● Problem: Filter these entries down to the lines that hold the word "Received", and show each of them.

§ §

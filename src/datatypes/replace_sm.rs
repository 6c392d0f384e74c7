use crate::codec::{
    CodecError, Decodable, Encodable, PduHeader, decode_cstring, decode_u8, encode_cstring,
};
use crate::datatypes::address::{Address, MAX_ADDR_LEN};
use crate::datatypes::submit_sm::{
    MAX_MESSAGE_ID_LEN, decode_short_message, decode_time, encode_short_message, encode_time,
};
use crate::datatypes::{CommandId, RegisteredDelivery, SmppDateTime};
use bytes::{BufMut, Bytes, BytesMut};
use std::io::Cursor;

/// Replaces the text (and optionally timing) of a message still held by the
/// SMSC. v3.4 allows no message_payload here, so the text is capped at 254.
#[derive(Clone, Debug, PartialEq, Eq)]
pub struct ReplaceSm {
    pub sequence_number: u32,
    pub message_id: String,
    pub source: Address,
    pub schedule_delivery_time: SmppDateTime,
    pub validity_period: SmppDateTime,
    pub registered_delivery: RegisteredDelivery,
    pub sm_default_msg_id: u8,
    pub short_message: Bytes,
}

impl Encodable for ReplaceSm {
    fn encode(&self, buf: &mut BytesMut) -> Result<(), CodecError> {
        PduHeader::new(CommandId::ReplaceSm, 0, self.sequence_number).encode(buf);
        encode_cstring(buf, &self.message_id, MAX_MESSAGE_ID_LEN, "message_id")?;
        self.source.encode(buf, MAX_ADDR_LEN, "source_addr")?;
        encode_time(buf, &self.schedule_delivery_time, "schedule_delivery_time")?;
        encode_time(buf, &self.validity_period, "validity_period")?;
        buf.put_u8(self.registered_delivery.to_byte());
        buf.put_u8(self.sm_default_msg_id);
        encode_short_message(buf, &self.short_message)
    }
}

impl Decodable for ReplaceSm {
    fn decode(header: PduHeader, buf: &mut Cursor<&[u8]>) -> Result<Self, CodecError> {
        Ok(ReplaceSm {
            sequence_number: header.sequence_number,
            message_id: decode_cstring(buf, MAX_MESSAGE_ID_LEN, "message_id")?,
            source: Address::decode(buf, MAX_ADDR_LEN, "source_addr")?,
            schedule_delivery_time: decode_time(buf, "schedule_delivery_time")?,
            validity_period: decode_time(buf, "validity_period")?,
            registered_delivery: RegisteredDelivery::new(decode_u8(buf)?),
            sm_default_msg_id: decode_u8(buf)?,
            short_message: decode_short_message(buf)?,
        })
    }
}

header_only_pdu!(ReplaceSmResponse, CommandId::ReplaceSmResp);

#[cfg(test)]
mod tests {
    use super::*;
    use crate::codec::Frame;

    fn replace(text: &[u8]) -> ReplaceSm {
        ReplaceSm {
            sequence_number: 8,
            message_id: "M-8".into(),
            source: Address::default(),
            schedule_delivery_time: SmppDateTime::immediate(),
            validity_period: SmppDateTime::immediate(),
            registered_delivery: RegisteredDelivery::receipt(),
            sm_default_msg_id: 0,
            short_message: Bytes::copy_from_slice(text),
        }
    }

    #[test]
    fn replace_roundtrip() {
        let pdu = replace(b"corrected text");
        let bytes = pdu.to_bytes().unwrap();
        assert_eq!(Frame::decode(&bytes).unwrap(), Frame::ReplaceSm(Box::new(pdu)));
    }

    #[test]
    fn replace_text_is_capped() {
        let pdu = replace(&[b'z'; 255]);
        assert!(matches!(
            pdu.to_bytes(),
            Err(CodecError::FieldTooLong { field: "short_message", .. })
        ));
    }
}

§ §

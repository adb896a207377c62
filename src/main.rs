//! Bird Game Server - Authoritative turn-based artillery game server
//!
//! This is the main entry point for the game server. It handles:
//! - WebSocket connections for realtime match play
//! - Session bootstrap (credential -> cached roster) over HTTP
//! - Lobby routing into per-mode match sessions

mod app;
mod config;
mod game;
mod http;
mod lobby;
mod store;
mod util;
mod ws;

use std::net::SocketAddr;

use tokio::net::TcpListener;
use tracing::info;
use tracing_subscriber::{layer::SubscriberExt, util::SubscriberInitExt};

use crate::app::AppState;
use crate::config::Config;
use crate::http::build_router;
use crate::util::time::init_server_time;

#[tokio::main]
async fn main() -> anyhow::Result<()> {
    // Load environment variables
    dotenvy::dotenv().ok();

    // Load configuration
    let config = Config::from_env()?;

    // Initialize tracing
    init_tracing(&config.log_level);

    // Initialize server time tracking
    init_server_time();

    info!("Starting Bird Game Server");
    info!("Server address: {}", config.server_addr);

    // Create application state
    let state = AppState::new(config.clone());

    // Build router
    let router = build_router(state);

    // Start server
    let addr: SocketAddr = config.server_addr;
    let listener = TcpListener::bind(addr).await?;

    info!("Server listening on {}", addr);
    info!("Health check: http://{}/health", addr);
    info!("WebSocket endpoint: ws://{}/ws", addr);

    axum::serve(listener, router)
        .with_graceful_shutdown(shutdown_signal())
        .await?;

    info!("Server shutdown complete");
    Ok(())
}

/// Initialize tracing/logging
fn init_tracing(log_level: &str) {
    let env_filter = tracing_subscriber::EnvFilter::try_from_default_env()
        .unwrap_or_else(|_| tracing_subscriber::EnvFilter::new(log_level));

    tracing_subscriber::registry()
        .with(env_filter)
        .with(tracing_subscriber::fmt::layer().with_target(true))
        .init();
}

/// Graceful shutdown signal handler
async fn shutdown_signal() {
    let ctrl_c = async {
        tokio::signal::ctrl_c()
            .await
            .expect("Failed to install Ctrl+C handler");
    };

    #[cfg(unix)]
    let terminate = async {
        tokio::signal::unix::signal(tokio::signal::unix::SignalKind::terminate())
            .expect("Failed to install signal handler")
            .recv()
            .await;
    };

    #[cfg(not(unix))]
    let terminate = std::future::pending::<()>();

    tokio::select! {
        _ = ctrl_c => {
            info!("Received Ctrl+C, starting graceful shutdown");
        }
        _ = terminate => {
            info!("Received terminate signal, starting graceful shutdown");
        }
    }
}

§ §

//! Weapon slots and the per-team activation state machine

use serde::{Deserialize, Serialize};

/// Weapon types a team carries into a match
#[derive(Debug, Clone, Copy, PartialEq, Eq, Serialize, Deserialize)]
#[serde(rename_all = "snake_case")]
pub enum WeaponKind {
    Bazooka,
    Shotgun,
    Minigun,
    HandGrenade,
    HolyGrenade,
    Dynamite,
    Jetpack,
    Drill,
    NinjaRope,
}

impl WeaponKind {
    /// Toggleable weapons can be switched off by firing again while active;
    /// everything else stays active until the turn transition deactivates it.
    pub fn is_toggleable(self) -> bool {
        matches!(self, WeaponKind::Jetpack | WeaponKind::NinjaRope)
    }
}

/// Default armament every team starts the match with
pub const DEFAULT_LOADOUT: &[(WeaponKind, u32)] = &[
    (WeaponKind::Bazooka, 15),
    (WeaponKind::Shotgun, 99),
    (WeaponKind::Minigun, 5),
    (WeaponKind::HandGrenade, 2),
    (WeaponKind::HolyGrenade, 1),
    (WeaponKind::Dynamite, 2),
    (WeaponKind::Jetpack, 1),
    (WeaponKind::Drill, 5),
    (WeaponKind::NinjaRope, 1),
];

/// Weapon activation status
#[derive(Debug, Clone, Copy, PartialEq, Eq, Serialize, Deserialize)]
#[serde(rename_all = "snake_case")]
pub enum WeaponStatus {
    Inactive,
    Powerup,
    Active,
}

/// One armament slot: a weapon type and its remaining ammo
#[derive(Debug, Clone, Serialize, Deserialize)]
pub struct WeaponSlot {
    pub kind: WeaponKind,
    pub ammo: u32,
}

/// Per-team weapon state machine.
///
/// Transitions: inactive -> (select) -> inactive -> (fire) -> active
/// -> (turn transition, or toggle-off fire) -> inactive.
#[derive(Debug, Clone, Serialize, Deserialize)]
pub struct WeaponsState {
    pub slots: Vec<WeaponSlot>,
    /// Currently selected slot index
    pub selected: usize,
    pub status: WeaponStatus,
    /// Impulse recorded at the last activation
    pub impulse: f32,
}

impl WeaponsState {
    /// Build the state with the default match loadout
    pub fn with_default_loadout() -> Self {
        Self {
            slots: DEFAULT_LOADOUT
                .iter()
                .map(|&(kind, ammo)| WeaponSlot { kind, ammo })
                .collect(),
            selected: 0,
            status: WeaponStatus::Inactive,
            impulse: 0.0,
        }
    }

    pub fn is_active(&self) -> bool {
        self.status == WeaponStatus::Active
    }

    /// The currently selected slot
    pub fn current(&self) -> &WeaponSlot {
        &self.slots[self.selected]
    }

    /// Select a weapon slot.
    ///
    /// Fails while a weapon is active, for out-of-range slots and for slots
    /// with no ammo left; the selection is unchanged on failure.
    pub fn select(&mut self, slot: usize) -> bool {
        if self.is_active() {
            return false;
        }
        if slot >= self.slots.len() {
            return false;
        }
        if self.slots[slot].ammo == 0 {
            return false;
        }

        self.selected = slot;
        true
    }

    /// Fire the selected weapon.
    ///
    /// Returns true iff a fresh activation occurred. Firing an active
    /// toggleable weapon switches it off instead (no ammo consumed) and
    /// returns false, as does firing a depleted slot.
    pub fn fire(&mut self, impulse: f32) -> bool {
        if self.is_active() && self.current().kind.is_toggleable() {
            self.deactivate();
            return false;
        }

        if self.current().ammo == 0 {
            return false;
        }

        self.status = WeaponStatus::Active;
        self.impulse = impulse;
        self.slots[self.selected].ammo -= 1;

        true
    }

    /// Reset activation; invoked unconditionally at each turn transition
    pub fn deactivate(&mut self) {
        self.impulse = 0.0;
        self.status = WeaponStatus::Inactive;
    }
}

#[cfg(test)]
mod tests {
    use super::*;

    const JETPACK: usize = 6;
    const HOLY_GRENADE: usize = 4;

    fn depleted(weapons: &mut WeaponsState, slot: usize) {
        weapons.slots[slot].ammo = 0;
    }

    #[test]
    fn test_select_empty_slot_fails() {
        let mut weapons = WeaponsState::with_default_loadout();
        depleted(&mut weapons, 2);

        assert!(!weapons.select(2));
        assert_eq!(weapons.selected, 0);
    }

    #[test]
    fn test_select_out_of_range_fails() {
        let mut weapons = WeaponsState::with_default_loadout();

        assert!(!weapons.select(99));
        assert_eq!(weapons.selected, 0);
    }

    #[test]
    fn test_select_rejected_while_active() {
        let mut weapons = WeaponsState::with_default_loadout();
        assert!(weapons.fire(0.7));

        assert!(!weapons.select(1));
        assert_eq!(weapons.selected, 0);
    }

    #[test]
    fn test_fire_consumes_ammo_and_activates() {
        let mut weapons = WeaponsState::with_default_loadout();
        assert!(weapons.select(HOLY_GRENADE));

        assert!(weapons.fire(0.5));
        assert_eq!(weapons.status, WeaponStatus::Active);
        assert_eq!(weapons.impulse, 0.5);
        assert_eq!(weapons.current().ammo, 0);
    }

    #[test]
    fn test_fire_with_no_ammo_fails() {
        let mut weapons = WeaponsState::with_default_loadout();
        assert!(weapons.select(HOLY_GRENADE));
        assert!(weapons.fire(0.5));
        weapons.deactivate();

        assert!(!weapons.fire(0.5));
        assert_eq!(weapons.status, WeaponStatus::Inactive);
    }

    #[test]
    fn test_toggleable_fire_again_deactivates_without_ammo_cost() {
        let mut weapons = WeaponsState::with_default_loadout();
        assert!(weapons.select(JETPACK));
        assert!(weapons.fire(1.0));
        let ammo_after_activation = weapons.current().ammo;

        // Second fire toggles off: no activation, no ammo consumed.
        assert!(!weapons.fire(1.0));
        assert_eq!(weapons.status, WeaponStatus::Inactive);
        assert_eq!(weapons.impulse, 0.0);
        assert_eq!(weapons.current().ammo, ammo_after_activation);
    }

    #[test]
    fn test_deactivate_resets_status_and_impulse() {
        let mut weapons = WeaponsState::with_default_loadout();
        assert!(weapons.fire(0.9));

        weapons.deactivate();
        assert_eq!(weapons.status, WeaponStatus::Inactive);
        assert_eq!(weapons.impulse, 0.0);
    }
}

§ §

● Answer space:
            info!("Received Ctrl+C, starting graceful shutdown");
            info!("Received terminate signal, starting graceful shutdown");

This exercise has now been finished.